|Domestic Abuse Signs|
Thursday, August 10, 2017
Why You Need to Know About These 5 Red Flags
Have you ever met someone and even though they seemed likeable, there was something that just did not quite seem right? Possibly there were events that just did not make sense to you.
Sometimes there may be emotional abuse signs when you are dating or in a relationship. Possibly you are blind to some things that you really should look at more closely.
One red flag that some may tend to ignore is when your boyfriend or spouse does hurtful things and then later tells you it will never happen again. If he or she has hit you once that is one too many times. If the hurtful things he or she says repeatedly continues, that is a pattern and is definitely too many times.
According to the Mayo Clinic staff, if he or she acts jealous or possessive of you, you may be in an abusive relationship. In the beginning you may think it is cute that he is jealous of you, but in time that jealously can smother you. I know from previous relationships. I recall in a previous relationship my spouse stated, “ I wish I could just put you in a cage and keep you on an island just for me.” Now how sick is that? You need to pay attention to the signs. Jealously and possessiveness is not healthy. No one should be put in an emotional prison. Do not allow this. They further add that if he or she blames you for their violent behavior that is not healthy. Possibly he or she may say, “You made me hit you, because you just will not do right.” Seemingly it is always “your fault” for the violent person's behavior.
When someone wants to control when and where you go, this is a sign to pay attention. When someone times you and starts calling you, because you did not make it back from the grocery store in 15 or 20 minutes pay attention. When someone is calling you throughout the day wanting to know where you are and what you are doing, pay attention. It feels like your being monitored and you are being controlled. When someone wants to tell you that you cannot be friends with a certain person, because they are a bad influence on you, even though you are an adult not a child pay attention. You may also want to read:
When you are in a relationship, you have a name. That name does not include derogatory remarks or name calling such as “you are so lazy, you are so fat, you are stupid, or you can't do anything right.” This is mentally and emotionally abusive. After awhile it will tear your spirit down. Pay attention. That is not something that you need in your life. Rather look for people that will build you up and that are positive.
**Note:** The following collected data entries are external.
//! # The document model
//!
//! Notes are stored as the JSON serialization of an editor document: a
//! `doc` root with nested block and inline nodes, text leaves carrying
//! optional marks. The set of kinds the server knows is closed, but the
//! serde model never rejects a discriminant it has not seen; unknown
//! kinds collapse into [`NodeKind::Other`] and keep their children.
mod de;

use serde::{Deserialize, Serialize};
use serde_json::{Map, Value};

/// The structural kind of a node
#[derive(Debug, Clone, Copy, PartialEq, Eq, Deserialize, Serialize)]
#[serde(from = "String", into = "&'static str")]
pub enum NodeKind {
    Doc,
    Paragraph,
    Heading,
    BulletList,
    OrderedList,
    ListItem,
    CodeBlock,
    Blockquote,
    HorizontalRule,
    Text,
    /// Any discriminant without special handling
    Other,
}

impl Default for NodeKind {
    fn default() -> Self {
        NodeKind::Other
    }
}

impl From<&str> for NodeKind {
    fn from(kind: &str) -> NodeKind {
        match kind {
            "doc" => NodeKind::Doc,
            "paragraph" => NodeKind::Paragraph,
            "heading" => NodeKind::Heading,
            "bulletList" => NodeKind::BulletList,
            "orderedList" => NodeKind::OrderedList,
            "listItem" => NodeKind::ListItem,
            "codeBlock" => NodeKind::CodeBlock,
            "blockquote" => NodeKind::Blockquote,
            "horizontalRule" => NodeKind::HorizontalRule,
            "text" => NodeKind::Text,
            _ => NodeKind::Other,
        }
    }
}

impl From<String> for NodeKind {
    fn from(kind: String) -> NodeKind {
        NodeKind::from(kind.as_str())
    }
}

impl From<NodeKind> for &'static str {
    fn from(kind: NodeKind) -> &'static str {
        match kind {
            NodeKind::Doc => "doc",
            NodeKind::Paragraph => "paragraph",
            NodeKind::Heading => "heading",
            NodeKind::BulletList => "bulletList",
            NodeKind::OrderedList => "orderedList",
            NodeKind::ListItem => "listItem",
            NodeKind::CodeBlock => "codeBlock",
            NodeKind::Blockquote => "blockquote",
            NodeKind::HorizontalRule => "horizontalRule",
            NodeKind::Text => "text",
            NodeKind::Other => "other",
        }
    }
}

/// A formatting annotation on a text leaf
#[derive(Debug, Clone, Copy, PartialEq, Eq, Deserialize, Serialize)]
#[serde(tag = "type", rename_all = "camelCase")]
pub enum Mark {
    Bold,
    Italic,
    Code,
    /// Any mark kind without special handling
    #[serde(other)]
    Other,
}

/// A node of the document tree
///
/// `attrs` is an open mapping; only `level`, `href` and `src` have
/// meaning to the server, and the latter two only to the sanitizer.
#[derive(Debug, Clone, Default, PartialEq, Deserialize, Serialize)]
pub struct Node {
    #[serde(rename = "type", default)]
    pub kind: NodeKind,
    #[serde(
        default,
        deserialize_with = "de::deserialize_or_default",
        skip_serializing_if = "Map::is_empty"
    )]
    pub attrs: Map<String, Value>,
    #[serde(default, skip_serializing_if = "Option::is_none")]
    pub content: Option<Fragment>,
    #[serde(default, skip_serializing_if = "Option::is_none")]
    pub text: Option<String>,
    #[serde(
        default,
        deserialize_with = "de::deserialize_or_default",
        skip_serializing_if = "Vec::is_empty"
    )]
    pub marks: Vec<Mark>,
}

pub type Fragment = Vec<Node>;

impl Node {
    /// A text leaf without marks
    pub fn text<S: Into<String>>(text: S) -> Node {
        Node {
            kind: NodeKind::Text,
            text: Some(text.into()),
            ..Node::default()
        }
    }

    /// A container node of the given kind
    pub fn container(kind: NodeKind, content: Fragment) -> Node {
        Node {
            kind,
            content: Some(content),
            ..Node::default()
        }
    }

    /// The heading rank from `attrs.level`, if present
    pub fn level(&self) -> Option<i64> {
        self.attrs.get("level").and_then(Value::as_i64)
    }
}

#[cfg(test)]
mod tests {
    use super::{Mark, Node, NodeKind};

    #[test]
    fn null_attrs_and_marks() {
        let node: Node =
            serde_json::from_str(r#"{"type": "paragraph", "attrs": null, "marks": null}"#).unwrap();
        assert_eq!(node.kind, NodeKind::Paragraph);
        assert!(node.attrs.is_empty());
        assert!(node.marks.is_empty());
        assert!(node.content.is_none());
    }

    #[test]
    fn unknown_discriminant_keeps_children() {
        let node: Node = serde_json::from_str(
            r#"{"type": "callout", "content": [{"type": "text", "text": "hi"}]}"#,
        )
        .unwrap();
        assert_eq!(node.kind, NodeKind::Other);
        let content = node.content.unwrap();
        assert_eq!(content.len(), 1);
        assert_eq!(content[0].text.as_deref(), Some("hi"));
    }

    #[test]
    fn missing_discriminant_is_other() {
        let node: Node = serde_json::from_str(r#"{"text": "plain"}"#).unwrap();
        assert_eq!(node.kind, NodeKind::Other);
        assert_eq!(node.text.as_deref(), Some("plain"));
    }

    #[test]
    fn unknown_mark_is_other() {
        let node: Node = serde_json::from_str(
            r#"{"type": "text", "text": "x", "marks": [{"type": "strike"}, {"type": "bold"}]}"#,
        )
        .unwrap();
        assert_eq!(node.marks, vec![Mark::Other, Mark::Bold]);
    }

    #[test]
    fn heading_level_attr() {
        let node: Node =
            serde_json::from_str(r#"{"type": "heading", "attrs": {"level": 2}}"#).unwrap();
        assert_eq!(node.kind, NodeKind::Heading);
        assert_eq!(node.level(), Some(2));
    }
}
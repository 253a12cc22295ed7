//! # Content sanitization
//!
//! Editor output is untrusted. Before a note is persisted, every text
//! run is stripped of markup and every `href`/`src` attribute must name
//! an http(s) or relative URL. The pass walks the raw JSON value, so it
//! covers node kinds this server has never heard of, and it never fails:
//! content that does not even parse is stored as the empty document.
use log::*;
use serde_json::{Map, Value};
use std::collections::HashSet;
use url::Url;

/// Base for resolving relative references during URL validation.
///
/// Only the scheme of the resolved URL is ever inspected; the base never
/// appears in stored content.
const URL_BASE: &str = "https://example.com";

/// Check an `href`/`src` value, returning the *original* string if it is
/// acceptable.
///
/// The value is resolved against a fixed base so that relative paths and
/// bare strings count as same-origin links. Anything that resolves to a
/// scheme other than `http` or `https` (`javascript:`, `data:`, `file:`,
/// ...) is rejected, as is anything that cannot be resolved at all.
pub fn sanitize_url(raw: &str) -> Option<&str> {
    let base = Url::parse(URL_BASE).ok()?;
    match base.join(raw) {
        Ok(resolved) => match resolved.scheme() {
            "http" | "https" => Some(raw),
            _ => None,
        },
        Err(_) => None,
    }
}

/// Strips markup from text runs and scrubs URL-bearing attributes.
///
/// Holds a reusable zero-tag [`ammonia`] cleaner; construct once and
/// share freely, the passes themselves are pure.
pub struct Sanitizer {
    cleaner: ammonia::Builder<'static>,
}

impl Default for Sanitizer {
    fn default() -> Self {
        let mut cleaner = ammonia::Builder::default();
        cleaner.tags(HashSet::new());
        Self { cleaner }
    }
}

impl Sanitizer {
    /// Remove all markup from a string, keeping its readable content.
    pub fn clean_text(&self, text: &str) -> String {
        self.cleaner.clean(text).to_string()
    }

    /// Sanitize a parsed document value.
    ///
    /// The output has the same shape as the input: same nesting, same
    /// keys, same order. Only `text` entries, string attributes and the
    /// two URL attributes are narrowed, and a rejected URL attribute is
    /// omitted rather than emptied.
    pub fn sanitize_value(&self, value: Value) -> Value {
        match value {
            Value::Array(items) => {
                Value::Array(items.into_iter().map(|v| self.sanitize_value(v)).collect())
            }
            Value::Object(entries) => Value::Object(self.sanitize_object(entries)),
            primitive => primitive,
        }
    }

    fn sanitize_object(&self, entries: Map<String, Value>) -> Map<String, Value> {
        let mut out = Map::new();
        for (key, value) in entries {
            match (key.as_str(), value) {
                ("text", Value::String(text)) => {
                    out.insert(key, Value::String(self.clean_text(&text)));
                }
                ("attrs", Value::Object(attrs)) => {
                    out.insert(key, Value::Object(self.sanitize_attrs(attrs)));
                }
                (_, Value::Array(items)) => {
                    let items = items.into_iter().map(|v| self.sanitize_value(v)).collect();
                    out.insert(key, Value::Array(items));
                }
                (_, Value::Object(inner)) => {
                    out.insert(key, Value::Object(self.sanitize_object(inner)));
                }
                (_, other) => {
                    out.insert(key, other);
                }
            }
        }
        out
    }

    fn sanitize_attrs(&self, attrs: Map<String, Value>) -> Map<String, Value> {
        let mut out = Map::new();
        for (key, value) in attrs {
            match (key.as_str(), value) {
                ("href", Value::String(link)) | ("src", Value::String(link)) => {
                    if sanitize_url(&link).is_some() {
                        out.insert(key, Value::String(link));
                    }
                }
                (_, Value::String(text)) => {
                    out.insert(key, Value::String(self.clean_text(&text)));
                }
                (_, other) => {
                    out.insert(key, other);
                }
            }
        }
        out
    }

    /// Sanitize a stored-content string.
    ///
    /// Content that is not valid JSON becomes the empty document `{}`;
    /// nothing unparsed is ever persisted.
    pub fn sanitize_content(&self, json: &str) -> String {
        match serde_json::from_str::<Value>(json) {
            Ok(value) => serde_json::to_string(&self.sanitize_value(value)).unwrap_or_else(|err| {
                warn!("Could not serialize sanitized content: {}", err);
                String::from("{}")
            }),
            Err(_) => String::from("{}"),
        }
    }
}

#[cfg(test)]
mod tests {
    use super::{sanitize_url, Sanitizer};
    use pretty_assertions::assert_eq;
    use serde_json::{json, Value};

    #[test]
    fn url_keeps_http_and_https() {
        assert_eq!(sanitize_url("https://example.com"), Some("https://example.com"));
        assert_eq!(
            sanitize_url("https://example.com/path?query=1"),
            Some("https://example.com/path?query=1")
        );
        assert_eq!(sanitize_url("http://example.com"), Some("http://example.com"));
    }

    #[test]
    fn url_rejects_dangerous_schemes() {
        assert_eq!(sanitize_url("javascript:alert(1)"), None);
        assert_eq!(sanitize_url("data:text/html,<script>alert(1)</script>"), None);
        assert_eq!(sanitize_url("file:///etc/passwd"), None);
    }

    #[test]
    fn url_treats_relative_references_as_valid() {
        assert_eq!(sanitize_url("not a url"), Some("not a url"));
        assert_eq!(sanitize_url("/path"), Some("/path"));
        assert_eq!(sanitize_url(""), Some(""));
    }

    #[test]
    fn primitives_pass_through() {
        let sanitizer = Sanitizer::default();
        assert_eq!(sanitizer.sanitize_value(json!("string")), json!("string"));
        assert_eq!(sanitizer.sanitize_value(json!(123)), json!(123));
        assert_eq!(sanitizer.sanitize_value(Value::Null), Value::Null);
        assert_eq!(sanitizer.sanitize_value(json!(true)), json!(true));
    }

    #[test]
    fn strips_markup_from_text() {
        let sanitizer = Sanitizer::default();
        let out = sanitizer.sanitize_value(json!({"text": "<script>alert(1)</script>Hello"}));
        assert_eq!(out, json!({"text": "Hello"}));
    }

    #[test]
    fn drops_dangerous_href() {
        let sanitizer = Sanitizer::default();
        let out =
            sanitizer.sanitize_value(json!({"type": "link", "attrs": {"href": "javascript:alert(1)"}}));
        assert_eq!(out, json!({"type": "link", "attrs": {}}));
    }

    #[test]
    fn keeps_safe_href() {
        let sanitizer = Sanitizer::default();
        let input = json!({"type": "link", "attrs": {"href": "https://example.com"}});
        assert_eq!(sanitizer.sanitize_value(input.clone()), input);
    }

    #[test]
    fn drops_dangerous_src() {
        let sanitizer = Sanitizer::default();
        let out =
            sanitizer.sanitize_value(json!({"type": "image", "attrs": {"src": "javascript:alert(1)"}}));
        assert_eq!(out, json!({"type": "image", "attrs": {}}));
    }

    #[test]
    fn recurses_into_content_arrays() {
        let sanitizer = Sanitizer::default();
        let out = sanitizer.sanitize_value(json!({
            "type": "doc",
            "content": [{"type": "paragraph", "content": [{"text": "<b>test</b>"}]}],
        }));
        assert_eq!(
            out,
            json!({
                "type": "doc",
                "content": [{"type": "paragraph", "content": [{"text": "test"}]}],
            })
        );
    }

    #[test]
    fn recurses_into_nested_objects() {
        let sanitizer = Sanitizer::default();
        let out = sanitizer.sanitize_value(json!({
            "level1": {"level2": {"text": "<script>bad</script>good"}},
        }));
        assert_eq!(out, json!({"level1": {"level2": {"text": "good"}}}));
    }

    #[test]
    fn non_string_attrs_pass_through() {
        let sanitizer = Sanitizer::default();
        let input = json!({"type": "heading", "attrs": {"level": 2, "tight": true}});
        assert_eq!(sanitizer.sanitize_value(input.clone()), input);
    }

    #[test]
    fn content_sanitizes_valid_json() {
        let sanitizer = Sanitizer::default();
        let out = sanitizer.sanitize_content(r#"{"text": "<script>alert(1)</script>Hello"}"#);
        let parsed: Value = serde_json::from_str(&out).unwrap();
        assert_eq!(parsed, json!({"text": "Hello"}));
    }

    #[test]
    fn content_falls_back_to_empty_document() {
        let sanitizer = Sanitizer::default();
        assert_eq!(sanitizer.sanitize_content("not json"), "{}");
        assert_eq!(sanitizer.sanitize_content(""), "{}");
    }

    #[test]
    fn content_pass_is_idempotent() {
        let sanitizer = Sanitizer::default();
        let input = json!({
            "type": "doc",
            "content": [
                {"type": "paragraph", "content": [
                    {"type": "text", "text": "Hello <img src=x onerror=alert(1)>world"},
                    {"type": "text", "text": "link", "marks": [
                        {"type": "link", "attrs": {"href": "javascript:alert(1)"}}
                    ]},
                ]},
            ],
        })
        .to_string();
        let once = sanitizer.sanitize_content(&input);
        let twice = sanitizer.sanitize_content(&once);
        assert_eq!(once, twice);
    }
}
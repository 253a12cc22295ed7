use serde::{Deserialize, Deserializer};

/// Deserialize a field that may be `null` into its default value.
///
/// Editor output uses `null` and a missing key interchangeably for
/// `attrs` and `marks`.
pub(crate) fn deserialize_or_default<'de, T, D>(deserializer: D) -> Result<T, D::Error>
where
    T: Default + Deserialize<'de>,
    D: Deserializer<'de>,
{
    let opt = Option::<T>::deserialize(deserializer)?;
    Ok(opt.unwrap_or_default())
}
Anyone that makes you feel that you are worthless is not good for you. Do any of the following sound familiar? “ You are so stupid, you are no earthly good, you can't make it without me, or no one will ever want you but me.” That is the lie that they want you to believe. I recall watching “Why Did I get Married” by Tyler Perry. The one woman's husband talked about her so bad and did it jokingly in front of others. He constantly put her down and talked about how big she was. She did feel worthless because of that. But when he divorced her, she found a new husband or rather should I say he found her and he treasured her. He built her up and showed that he loved her and was proud of her. He was positive and she finally had a healthy marriage.
5. Your Fault
When someone is trying to control you, the controller whether a woman or man will always want to make a situation your fault. I recall in a previous abusive marriage I was always trying to fix it, thinking everything was my fault. My co-worker once told me “Betty you could be an angel and nothing you do will ever be good enough.” A phrase that I used to hear most of the time was, “See what you made me do,” or “you need to do this or the relationship will fail.” You also might want to read:
An abusive relationship affects the entire family. Remember your children are watching and learning from you. This is emphasized in the following post:
Did you know that in the United States, an average of 20 people are physically abused by intimate partners every minute. That is according to the National Coalition against Domestic Violence. They also added that domestic violence accounts for 15% of all violent crime.
Note: Invisible Prison
Once you have left the controlling or abusive relationship, fear may possibly keep you in an invisible prison. You may be fearful if you see him sitting in his car on a corner even though you know you have a restraining order. Fear may make you question will he or she abide by these court orders. Stop living in this invisible prison. Those thoughts will imprison you emotionally and mentally. Remember even though you have done everything that you can to be safe, God can give you that perfect inner peace that will calm you when that storm and your circumstances are chaotic. I am a witness to that.
Should you come to the conclusion that you are in a controlling and abusive relationship and you want help to get out. Prepare to remove yourself from that situation and find safety. That is what I did in my previous marriage. I decided enough was enough. I had already felt like I was in prison emotionally. I was tired of that. I left. No, it is not as easy as it sounds but your motivation will be a first step. Do not be afraid of what others will say or think of you. I was surprised that my true friends and family came to my aide and family as well.
You may need a restraining order to protect yourself. Because he or she has brained wash you to thinking you cannot do anything, be sure to have a plan B in the event plan A does not succeed. Seek the support of your friends, family, and even pastor for support. Educate yourself about domestic violence. It may be difficult to admit or even talk about the fact that you were abused, but it does get easier in time. Make your mind up that you will not be part of that statistics that ends in a homicide. There is the 24 hour hotlines known as Crisis Connection 1-80-245-4580 or the National Domestic Violence Hotline 1-800-799-7233.